■ TASK GOAL:
Show all lines below holding the string "UserStoreType".

[RECORDS SHOWN Boundary: Start]

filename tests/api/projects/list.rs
use crate::helpers::{get_json_response_body, submission, TestApp};
use serde_json::json;
use test_context::test_context;

async fn add_project(app: &TestApp, name: &str, tracks: &[&str]) {
    let mut body = submission(app, name);
    body["tracks"] = json!(tracks);
    let response = app.post_projects(&body).await;
    assert_eq!(response.status().as_u16(), 201, "Failed to add {name}");
}

#[test_context(TestApp)]
#[tokio::test]
async fn should_return_empty_page_if_no_projects(app: &mut TestApp) {
    let response = app.get_projects(&[]).await;
    assert_eq!(response.status().as_u16(), 200);

    let expected_body =
        json!({ "projects": [], "total": 0, "page": 1, "pageSize": 10 });
    assert_eq!(get_json_response_body(response).await, expected_body);
}

#[test_context(TestApp)]
#[tokio::test]
async fn should_list_newest_first_and_paginate(app: &mut TestApp) {
    for name in ["Alpha", "Beta", "Gamma"] {
        add_project(app, name, &["Tooling"]).await;
    }

    let response = app.get_projects(&[("page", "1"), ("pageSize", "2")]).await;
    let body = get_json_response_body(response).await;
    assert_eq!(body["total"], 3);
    assert_eq!(body["projects"][0]["project_name"], "Gamma");
    assert_eq!(body["projects"][1]["project_name"], "Beta");

    let response = app.get_projects(&[("page", "2"), ("pageSize", "2")]).await;
    let body = get_json_response_body(response).await;
    assert_eq!(body["total"], 3);
    assert_eq!(body["projects"].as_array().unwrap().len(), 1);
    assert_eq!(body["projects"][0]["project_name"], "Alpha");
}

#[test_context(TestApp)]
#[tokio::test]
async fn should_filter_by_search_and_track(app: &mut TestApp) {
    add_project(app, "Subnet Explorer", &["Tooling"]).await;
    add_project(app, "Wallet Kit", &["Consumer"]).await;

    let response = app.get_projects(&[("search", "wallet")]).await;
    let body = get_json_response_body(response).await;
    assert_eq!(body["total"], 1);
    assert_eq!(body["projects"][0]["project_name"], "Wallet Kit");

    let response = app.get_projects(&[("track", "Tooling")]).await;
    let body = get_json_response_body(response).await;
    assert_eq!(body["total"], 1);
    assert_eq!(body["projects"][0]["project_name"], "Subnet Explorer");

    let hackathon_id = app.hackathon.id.as_ref().to_string();
    let response = app.get_projects(&[("event", hackathon_id.as_str())]).await;
    assert_eq!(get_json_response_body(response).await["total"], 2);

    let response = app.get_projects(&[("winningProjects", "true")]).await;
    assert_eq!(get_json_response_body(response).await["total"], 0);
}

#[test_context(TestApp)]
#[tokio::test]
async fn should_return_400_for_invalid_parameters(app: &mut TestApp) {
    let test_cases: [&[(&str, &str)]; 4] = [
        &[("page", "0")],
        &[("pageSize", "-1")],
        &[("page", "9223372036854775807"), ("pageSize", "2")],
        &[("events", "not-a-uuid")],
    ];

    for query in test_cases {
        let response = app.get_projects(query).await;
        assert_eq!(
            response.status().as_u16(),
            400,
            "Should fail with HTTP400 for query: {:?}",
            query
        );
    }
}
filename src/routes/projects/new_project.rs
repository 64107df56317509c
use axum::{extract::State, http::StatusCode, Json};
use axum_extra::extract::CookieJar;

use crate::{
    domain::{Person, Project, ProjectAPIError, ProjectInput},
    services::projects,
    utils::auth::get_session_user,
    AppState,
};

#[tracing::instrument(name = "Create project for session user route handler", skip_all)]
pub async fn new_project(
    State(state): State<AppState>,
    jar: CookieJar,
    Json(mut request): Json<ProjectInput>,
) -> Result<(StatusCode, CookieJar, Json<Project>), ProjectAPIError> {
    let user = get_session_user(&jar)?;
    request.user_id = Some(*user.id.as_ref());

    let person = Person::from_user(&user);
    let project = projects::create_project(&state, request, Some(&person)).await?;

    Ok((StatusCode::CREATED, jar, Json(project)))
}
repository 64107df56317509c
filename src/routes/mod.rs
pub mod projects;
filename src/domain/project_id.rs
use super::ValidationError;
use serde::{Deserialize, Serialize};
use uuid::Uuid;

#[derive(Debug, Clone, PartialEq, Eq, Hash, Serialize, Deserialize)]
pub struct ProjectId(Uuid);

impl ProjectId {
    pub fn parse(id: &str) -> Result<Self, ValidationError> {
        let parsed = uuid::Uuid::try_parse(id).map_err(|e| {
            ValidationError::new(format!("Invalid project ID: {e}"))
        })?;
        Ok(Self(parsed))
    }

    pub fn new(uuid: Uuid) -> Self {
        Self(uuid)
    }
}

impl Default for ProjectId {
    fn default() -> Self {
        Self(uuid::Uuid::new_v4())
    }
}

impl AsRef<Uuid> for ProjectId {
    fn as_ref(&self) -> &Uuid {
        &self.0
    }
}

#[test]
fn test_valid_project_id() {
    let valid_id = "be9915f0-a4c2-48fb-977b-9f4f959c5729";
    let parsed = ProjectId::parse(valid_id).expect(valid_id);
    assert_eq!(parsed.as_ref().to_string(), valid_id);
}

#[test]
fn test_invalid_project_id() {
    let invalid_id = "ge9915f0-a4c2-48fb-977b-9f4f959c5729";
    let error = ProjectId::parse(invalid_id).expect_err(invalid_id);
    assert!(error.message().starts_with("Invalid project ID"));
}
use std::sync::Arc;
use tokio::sync::RwLock;

use crate::domain::{EmailClient, ProjectStore, RateLimitStore, UserStore};

pub type UserStoreType = Arc<RwLock<dyn UserStore + Send + Sync>>;
pub type ProjectStoreType = Arc<RwLock<dyn ProjectStore + Send + Sync>>;
pub type RateLimitStoreType = Arc<RwLock<dyn RateLimitStore + Send + Sync>>;
pub type EmailClientType = Arc<dyn EmailClient + Send + Sync>;

#[derive(Clone)]
pub struct AppState {
    pub user_store: UserStoreType,
    pub project_store: ProjectStoreType,
    pub email_client: EmailClientType,
    pub rate_limit_store: RateLimitStoreType,
}

impl AppState {
    pub fn new(
        user_store: UserStoreType,
        project_store: ProjectStoreType,
        email_client: EmailClientType,
        rate_limit_store: RateLimitStoreType,
    ) -> Self {
        Self {
            user_store,
            project_store,
            email_client,
            rate_limit_store,
        }
    }
}
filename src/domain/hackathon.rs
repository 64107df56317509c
use serde::{Deserialize, Serialize};
use uuid::Uuid;

use super::ValidationError;

#[derive(Debug, Clone, PartialEq, Eq, Hash, Serialize, Deserialize)]
pub struct HackathonId(Uuid);

impl HackathonId {
    pub fn parse(id: &str) -> Result<Self, ValidationError> {
        let parsed = uuid::Uuid::try_parse(id).map_err(|e| {
            ValidationError::new(format!("Invalid hackathon ID: {e}"))
        })?;
        Ok(Self(parsed))
    }

    pub fn new(uuid: Uuid) -> Self {
        Self(uuid)
    }
}

impl Default for HackathonId {
    fn default() -> Self {
        Self(uuid::Uuid::new_v4())
    }
}

impl AsRef<Uuid> for HackathonId {
    fn as_ref(&self) -> &Uuid {
        &self.0
    }
}

#[derive(Debug, Clone, PartialEq, Serialize, Deserialize)]
pub struct Hackathon {
    pub id: HackathonId,
    pub title: String,
}

impl Hackathon {
    pub fn new(title: &str) -> Self {
        Self {
            id: HackathonId::default(),
            title: title.to_owned(),
        }
    }
}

[RECORDS SHOWN Boundary: End]

■ ANSWER BOX:
pub type UserStoreType = Arc<RwLock<dyn UserStore + Send + Sync>>;
    pub user_store: UserStoreType,
        user_store: UserStoreType,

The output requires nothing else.